If you have zeroconf installed, is your problem!!

OK, this was installed. Don't know how it got selected, it wasn't something I would have chosen intentionally. :-)

I've purged it and will see if this fixes the problem. Thanks for the suggestion.

Joachim


On Fri, 2006-02-24 at 16:45 -0800, Joachim Achtzehnter wrote:
Hi all,

I've been running amd64 (unstable) without too much trouble for a
couple of months on my mail server, but there is one major problem,
and a recent update did not fix this problem:

When the system boots it screws up the network interfaces. There are
two interfaces, one going to an ADSL modem, the other for an internal
network, both configured with static addresses in
/etc/network/interfaces. Usually, one or both of the interfaces have
totally wrong IP addresses and subnet masks. I typically have to bring
them down and up again manually by running ifconfig. This seems to
always work, but I then have to restart all the services because they
are still listening on the wrong addresses.
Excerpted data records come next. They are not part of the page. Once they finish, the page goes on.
//! Spelling correction client
//!
//! Talks to the Datamuse suggestion endpoint, which returns candidates
//! ordered best-first.

use async_trait::async_trait;
use reqwest::Client;

use super::types::SpellCandidate;
use crate::config::Config;
use crate::error::{AppError, Result};

/// Turns raw user text into ordered correction candidates
#[async_trait]
pub trait SpellCorrector: Send + Sync {
    /// First element is the primary correction. Never returns an empty list.
    async fn correct(&self, text: &str) -> Result<Vec<String>>;
}

pub struct DatamuseClient {
    client: Client,
    base_url: String,
    max_candidates: u32,
}

impl DatamuseClient {
    pub fn new(client: Client, config: &Config) -> Self {
        Self {
            client,
            base_url: config.spell_api_url.trim_end_matches('/').to_string(),
            // primary correction plus the alternates
            max_candidates: config.max_suggestions.saturating_add(1),
        }
    }

    fn endpoint(&self) -> String {
        format!("{}/sug", self.base_url)
    }
}

#[async_trait]
impl SpellCorrector for DatamuseClient {
    async fn correct(&self, text: &str) -> Result<Vec<String>> {
        let url = self.endpoint();
        let max = self.max_candidates.to_string();
        tracing::debug!("GET {} s={:?}", url, text);

        let candidates: Vec<SpellCandidate> = self
            .client
            .get(&url)
            .query(&[("s", text), ("max", max.as_str())])
            .send()
            .await?
            .error_for_status()?
            .json()
            .await?;

        words_from(text, candidates)
    }
}

fn words_from(text: &str, candidates: Vec<SpellCandidate>) -> Result<Vec<String>> {
    let words: Vec<String> = candidates
        .into_iter()
        .map(|c| c.word)
        .filter(|w| !w.trim().is_empty())
        .collect();

    if words.is_empty() {
        return Err(AppError::NoCandidates(text.to_string()));
    }
    Ok(words)
}

#[cfg(test)]
mod tests {
    use super::*;

    #[test]
    fn test_words_keep_service_order() {
        let body = r#"[{"word":"cat","score":2000},{"word":"cats","score":900},{"word":"catt","score":10}]"#;
        let candidates: Vec<SpellCandidate> = serde_json::from_str(body).unwrap();
        assert_eq!(words_from("catt", candidates).unwrap(), vec!["cat", "cats", "catt"]);
    }

    #[test]
    fn test_empty_response_is_error() {
        match words_from("qzxv", Vec::new()) {
            Err(AppError::NoCandidates(text)) => assert_eq!(text, "qzxv"),
            other => panic!("Expected NoCandidates, got {:?}", other),
        }
    }

    #[test]
    fn test_endpoint_trims_slash() {
        let config = Config {
            spell_api_url: "http://localhost:8080/".to_string(),
            max_suggestions: 3,
            ..Config::default()
        };
        let client = DatamuseClient::new(Client::new(), &config);
        assert_eq!(client.endpoint(), "http://localhost:8080/sug");
        assert_eq!(client.max_candidates, 4);
    }

    #[test]
    fn test_huge_suggestion_count_does_not_overflow() {
        let config = Config {
            max_suggestions: u32::MAX,
            ..Config::default()
        };
        let client = DatamuseClient::new(Client::new(), &config);
        assert_eq!(client.max_candidates, u32::MAX);
    }
}
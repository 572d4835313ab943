//! "Show results of ..." header and the alternate-spelling chips

use iced::font::Weight;
use iced::widget::{button, column, row, text, Row};
use iced::{Element, Font};

use super::theme::{self, DarkTheme};

pub fn view<'a, Message: Clone + 'a>(
    query: &'a str,
    suggestions: &'a [String],
    on_pick: impl Fn(String) -> Message + 'a,
) -> Element<'a, Message> {
    let header = row![
        text("Show results of").size(16).color(DarkTheme::TEXT_MUTED),
        text(query)
            .size(16)
            .color(DarkTheme::TEXT)
            .font(Font {
                weight: Weight::Bold,
                ..Font::DEFAULT
            }),
    ]
    .spacing(6);

    let chips = suggestions.iter().fold(Row::new().spacing(8), |chips, word| {
        chips.push(
            button(text(word.as_str()).size(14))
                .padding([4, 12])
                .style(theme::chip)
                .on_press(on_pick(word.clone())),
        )
    });

    column![header, chips].spacing(8).into()
}
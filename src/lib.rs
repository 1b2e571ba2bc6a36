//! # qif-rs: bit-precise quantitative information flow analysis
//!
//! **`qif-rs`** computes how many bits of secret input a program can leak to an attacker
//! observing its public outputs.
//!
//! ## How it works
//!
//! Every program value is a vector of abstract [`Bit`][crate::bit::Bit]s. A bit is either a
//! constant, unknown (`u`) or don't-care (`x`), and records the bits it was computed from
//! (data dependencies) and the unknown branch conditions it was computed under (control
//! dependencies). Evaluating the program yields a dependency graph between the input bits
//! and the output bits.
//!
//! For an attacker at security level `L`, the leakage is the size of a minimum vertex cut
//! separating the outputs visible at `L` from the inputs not visible at `L`: every bit of
//! information that flows from the secrets to the outputs passes through the cut, so the
//! cut size bounds the number of leaked bits.
//!
//! ## Key Features
//!
//! - **Bit-level operators**: gates, ripple-carry arithmetic and comparisons that keep
//!   constants constant and only depend on the operands that matter (`u & 0 = 0`).
//! - **Interprocedural analysis**: calls are handled by pluggable
//!   [`MethodInvocationHandler`][crate::handler::MethodInvocationHandler]s: conservative
//!   approximation, bounded inlining, or per-method summaries computed by a fixpoint over
//!   the call graph and compressed with minimum cuts.
//! - **Security lattices**: the two-point `l ⊑ h` lattice and the diamond lattice.
//!
//! ## Basic Usage
//!
//! ```rust
//! use qif_rs::analysis::{analyze, Options};
//! use qif_rs::ast::{BinaryOp, ProgramBuilder};
//! use qif_rs::lattice::Sec;
//!
//! // h = input(h, 0buuuu); o = h & 1; output(l, o)
//! let mut b = ProgramBuilder::new();
//! let h = b.declare("h");
//! let o = b.declare("o");
//! let input = b.input(h, Sec::H, "0buuuu").unwrap();
//! let read = b.var(h);
//! let one = b.int(1);
//! let masked = b.binary(BinaryOp::And, read, one);
//! let output = b.output(o, Sec::L, masked);
//! let program = b.finish(vec![input, output]);
//!
//! let result = analyze(&program, &Options::default()).unwrap();
//! assert_eq!(result.leakage(Sec::L).unwrap().bits, 1);
//! ```
//!
//! ## Core Components
//!
//! - **[`interpreter`]** and **[`operator`]**: evaluation of programs into bit graphs.
//! - **[`handler`]**: method invocation strategies and their configuration language.
//! - **[`leakage`]** and **[`mincut`]**: leakage quantification.
//! - **[`analysis`]**: the entry point tying everything together.

pub mod analysis;
pub mod ast;
pub mod bit;
pub mod bitset;
pub mod call_graph;
pub mod context;
pub mod dot;
pub mod error;
pub mod handler;
pub mod interpreter;
pub mod lattice;
pub mod leakage;
pub mod mincut;
pub mod operator;
pub mod value;
pub mod write_once;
The same screw-up also happens when I run "/etc/init.d/networking
start" manually. Often, this script seems to hang for a few minutes
after it has processed the first interface, and one or both interfaces
end up with weird random addresses.

It seems as if something is getting badly confused, perhaps parsing
the interfaces file?

Any idea what this might be? Note, this was initially installed as
testing, then upgraded to unstable.

Thanks,

Joachim

--
work:     joachima@netacquire.com   (http://www.netacquire.com)
private:  joachim@kraut.ca          (http://www.kraut.ca)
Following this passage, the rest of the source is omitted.